Ketika kecil dulu, aku sering dikudang oleh Simbok (panggilan untuk ibu dalam tradisi keluarga kami). Kudangan beliau tidak berbeda jauh dari impian kebanyakan masyarakat petani tradisional desa: mbesuk gedhe dadi dhokter.

Aku berani memastikan, kala itu Simbok tidak memikirkan konsekuensi yang harus ditanggung untuk mengantarkan anaknya mewujudkan kudangan tersebut. Seandainya sempat berpikir tentang hal itu, pasti beliau tidak bakal berani mengungkapkan kudangan sembrono begitu. Kelak aku pun sempat protes karena ternyata beliau tidak wani nggetih untuk mewujudkan kudangannya sendiri. Sebagai pelampiasan kekecewaan itu, kuabadikan cita-cita besar beliau dalam corak tulisan tanganku. Ya, tulisan tanganku mirip tulisan dokter di resep obat.

Baru setelah jadi orang (bukan anak-anak lagi, maksudku), aku memahami maksud kudangan Simbok, yang kini sudah berusia senja. Kudangan itu setidaknya berguna sebagai pelecut agar aku tumbuh bersama impian besar. Dan ... benar-benar gairahku terpantik oleh kekudangan itu. Anganku sering melambung tak terkendali.

Ada janji tersimpan rapi di balik khayalanku. Kalau sudah besar kelak, aku akan membahagiakan Simbok dan Bapak. Dengan berprofesi sebagai dokter, pasti tidak begitu sulit untuk memanjakan kedua orang tua. Apalagi, hanya kemanjaan ala orang-orang desa. Rumah berdinding gedek hadiah Simbah akan segera kusulap menjadi loji termegah di kampung kami, melebihi kemegahan rumah Pak Lurah. Mobil priyayi nyaris tanpa bunyi akan setia membawa Simbok dan Bapak ke pasar untuk membeli pakaian dan perhiasan paling cantik. Keesokan harinya, kendaraan yang tak terbeli oleh harga seluruh ternak milik para tetangga sekampung itu kembali mengantarkan mereka ke pesta pernikahan kerabat di kampung sebelah. Bapak dan Simbok akan segera pensiun sebagai petani gurem, yang setiap musim tanam tiba selalu tercekik utang benih segala macam tanaman dan pupuk yang ditawarkan secara paksa oleh rentenir berlabel KUD.

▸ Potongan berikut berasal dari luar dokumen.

impl AppConfig {
    /// Load configuration from the config file, environment variables and defaults.
    ///
    /// Environment variables:
    /// - `CHATBOX_WORKSPACE`: Override workspace path
    /// - `CHATBOX_CONFIG`: Path to config file
    /// - `CHATBOX_PROVIDER`: Answering provider
    /// - `CHATBOX_MODEL`: Model identifier
    /// - `CHATBOX_API_KEY`: API key
    /// - `CHATBOX_STORE`: Article store path
    /// - `PORT`: HTTP server port
    /// - `RUST_LOG`: Log level
    /// - `NO_COLOR`: Disable colored output
    ///
    /// # Example
    /// ```no_run
    /// use chatbox_core::config::AppConfig;
    ///
    /// let config = AppConfig::load().expect("Failed to load config");
    /// println!("Workspace: {:?}", config.workspace);
    /// ```
    pub fn load() -> AppResult<Self> {
        Self::load_from(None, None)
    }

    /// Like [`AppConfig::load`], with explicit workspace and config file
    /// paths taking precedence over their environment variables.
    pub fn load_from(workspace: Option<PathBuf>, config_file: Option<PathBuf>) -> AppResult<Self> {
        let mut config = Self::default();

        let workspace =
            workspace.or_else(|| std::env::var_os("CHATBOX_WORKSPACE").map(PathBuf::from));
        if let Some(workspace) = workspace {
            config.workspace = workspace;
        }

        config.config_file =
            config_file.or_else(|| std::env::var_os("CHATBOX_CONFIG").map(PathBuf::from));

        if !config.workspace.exists() {
            return Err(AppError::Config(format!(
                "Workspace directory does not exist: {:?}",
                config.workspace
            )));
        }

        let config_path = match config.config_file {
            Some(ref cf) => cf.clone(),
            None => config.workspace.join(".chatbox/config.yaml"),
        };

        if config_path.exists() {
            config = config.merge_yaml(&config_path)?;
        }

        // Environment variables override YAML config
        config.apply_env()?;

        Ok(config)
    }

    fn apply_env(&mut self) -> AppResult<()> {
        if let Ok(provider) = std::env::var("CHATBOX_PROVIDER") {
            self.provider = provider;
        }

        if let Ok(model) = std::env::var("CHATBOX_MODEL") {
            self.model = model;
        }

        if let Ok(key) = std::env::var("CHATBOX_API_KEY") {
            self.api_key = Some(key);
        }

        if let Ok(store) = std::env::var("CHATBOX_STORE") {
            self.store_path = PathBuf::from(store);
        }

        if let Ok(port) = std::env::var("PORT") {
            self.server.port = port
                .parse()
                .map_err(|e| AppError::Config(format!("Invalid PORT '{}': {}", port, e)))?;
        }

        if let Ok(level) = std::env::var("RUST_LOG") {
            self.log_level = Some(level);
        }

        if std::env::var("NO_COLOR").is_ok() {
            self.no_color = true;
        }

        Ok(())
    }

    /// Merge a YAML configuration file into this config.
    fn merge_yaml(&self, path: &Path) -> AppResult<Self> {
        let contents = std::fs::read_to_string(path).map_err(|e| {
            AppError::Config(format!("Failed to read config file {:?}: {}", path, e))
        })?;

        let config_file: ConfigFile = serde_yaml::from_str(&contents).map_err(|e| {
            AppError::Config(format!("Failed to parse config file {:?}: {}", path, e))
        })?;

        let mut result = self.clone();

        if let Some(path) = config_file.workspace.and_then(|ws| ws.path) {
            result.workspace = PathBuf::from(path);
        }

        if let Some(path) = config_file.store.and_then(|store| store.path) {
            result.store_path = PathBuf::from(path);
        }

        if let Some(engine) = config_file.engine {
            result.engine = engine;
        }

        if let Some(server) = config_file.server {
            result.server = server;
        }

        if let Some(logging) = config_file.logging {
            if let Some(level) = logging.level {
                result.log_level = Some(level);
            }
            if let Some(color) = logging.color {
                result.no_color = !color;
            }
        }

        if let Some(llm) = config_file.llm {
            result.provider = llm.active_provider.clone();

            if let Some(provider_config) = llm.providers.get(&llm.active_provider) {
                result.model = provider_config.model().to_string();
            }

            result.llm = Some(llm);
        }

        Ok(result)
    }

    /// Apply CLI overrides to the configuration.
    ///
    /// CLI flags take precedence over environment variables and the config file.
    #[allow(clippy::too_many_arguments)]
    pub fn with_overrides(
        mut self,
        workspace: Option<PathBuf>,
        config_file: Option<PathBuf>,
        provider: Option<String>,
        model: Option<String>,
        log_level: Option<String>,
        verbose: bool,
        no_color: bool,
    ) -> Self {
        if let Some(workspace) = workspace {
            self.workspace = workspace;
        }

        if let Some(config_file) = config_file {
            self.config_file = Some(config_file);
        }

        if let Some(provider) = provider {
            if provider != self.provider {
                // A different provider's configured model no longer applies
                self.model = self
                    .get_provider_config(&provider)
                    .map(|pc| pc.model().to_string())
                    .unwrap_or_else(|| self.model.clone());
            }
            self.provider = provider;
        }

        if let Some(model) = model {
            self.model = model;
        }

        if let Some(log_level) = log_level {
            self.log_level = Some(log_level);
        }

        if verbose {
            self.verbose = true;
            if self.log_level.is_none() {
                self.log_level = Some("debug".to_string());
            }
        }

        if no_color {
            self.no_color = true;
        }

        self
    }

    /// Get the path to the .chatbox directory.
    pub fn chatbox_dir(&self) -> PathBuf {
        self.workspace.join(".chatbox")
    }

    /// Ensure the .chatbox directory exists.
    pub fn ensure_chatbox_dir(&self) -> AppResult<()> {
        let dir = self.chatbox_dir();
        if !dir.exists() {
            std::fs::create_dir_all(&dir).map_err(|e| {
                AppError::Config(format!("Failed to create .chatbox directory: {}", e))
            })?;
        }
        Ok(())
    }

    /// Resolved location of the SQLite article store.
    pub fn store_path(&self) -> PathBuf {
        if self.store_path.is_absolute() {
            self.store_path.clone()
        } else {
            self.workspace.join(&self.store_path)
        }
    }

    /// Get a provider's configuration, if the config file declares one.
    pub fn get_provider_config(&self, provider: &str) -> Option<ProviderConfig> {
        self.llm
            .as_ref()
            .and_then(|llm| llm.providers.get(provider).cloned())
    }

    /// Custom endpoint for the active provider.
    pub fn resolve_endpoint(&self) -> Option<String> {
        self.get_provider_config(&self.provider)
            .and_then(|pc| pc.endpoint().map(str::to_string))
    }

    /// Timeout applied to each call to the answering mechanism.
    pub fn request_timeout(&self) -> Duration {
        let secs = self
            .get_provider_config(&self.provider)
            .and_then(|pc| pc.timeout())
            .unwrap_or(DEFAULT_TIMEOUT_SECS);
        Duration::from_secs(secs)
    }

    /// Sampling temperature for the active provider.
    pub fn temperature(&self) -> Option<f32> {
        self.get_provider_config(&self.provider)
            .and_then(|pc| pc.temperature())
    }

    /// Reply length limit for the active provider.
    pub fn max_tokens(&self) -> Option<u32> {
        self.get_provider_config(&self.provider)
            .and_then(|pc| pc.max_tokens())
    }

    /// Resolve the API key for a provider.
    pub fn resolve_api_key(&self, provider: &str) -> Option<String> {
        // Explicit CHATBOX_API_KEY wins
        if let Some(ref key) = self.api_key {
            return Some(key.clone());
        }

        match self.get_provider_config(provider) {
            Some(ProviderConfig::Gemini { api_key_env, .. }) => std::env::var(&api_key_env).ok(),
            _ => None,
        }
    }

    /// Validate configuration for the active provider and engine.
    pub fn validate(&self) -> AppResult<()> {
        let provider = &self.provider;

        if !KNOWN_PROVIDERS.contains(&provider.as_str()) {
            return Err(AppError::Config(format!(
                "Unknown provider: {}. Supported: {}",
                provider,
                KNOWN_PROVIDERS.join(", ")
            )));
        }

        if provider == "gemini" && self.resolve_api_key(provider).is_none() {
            let env_var = match self.get_provider_config(provider) {
                Some(ProviderConfig::Gemini { api_key_env, .. }) => api_key_env,
                _ => "CHATBOX_API_KEY".to_string(),
            };
            return Err(AppError::Config(format!(
                "API key not found in environment variable: {}",
                env_var
            )));
        }

        if self.engine.chunk_size == 0 {
            return Err(AppError::Config("engine.chunkSize must be greater than 0".to_string()));
        }

        if self.engine.top_k == 0 {
            return Err(AppError::Config("engine.topK must be greater than 0".to_string()));
        }

        if self.engine.history_window == 0 {
            return Err(AppError::Config(
                "engine.historyWindow must be greater than 0".to_string(),
            ));
        }

        Ok(())
    }
}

Imajinasiku tumbuh seliar itu bukan tanpa alasan. Rekam jejak hasil belajarku di sekolah kiranya cukup untuk bekal bermimpi jadi dokter. Kalau toh gagal jadi dokter seperti kudangan Simbok, aku layak untuk mengejar cita-citaku sendiri: insinyur. Itu juga profesi yang cukup potensial untuk membahagiakan orang tua kelak. Namun, selepas SMP aku mesti mengubur dalam-dalam mimpiku untuk memilih salah satu dari dua profesi itu. Sekolah yang dipilihkan untukku tidak memungkinkan mengantarku ke gerbang sekolah dokter ataupun insinyur. Akhirnya, aku pun harus mencari akal untuk mengabadikan cita-citaku. Singkatan gelar insinyur kuabadikan dalam tanda tanganku.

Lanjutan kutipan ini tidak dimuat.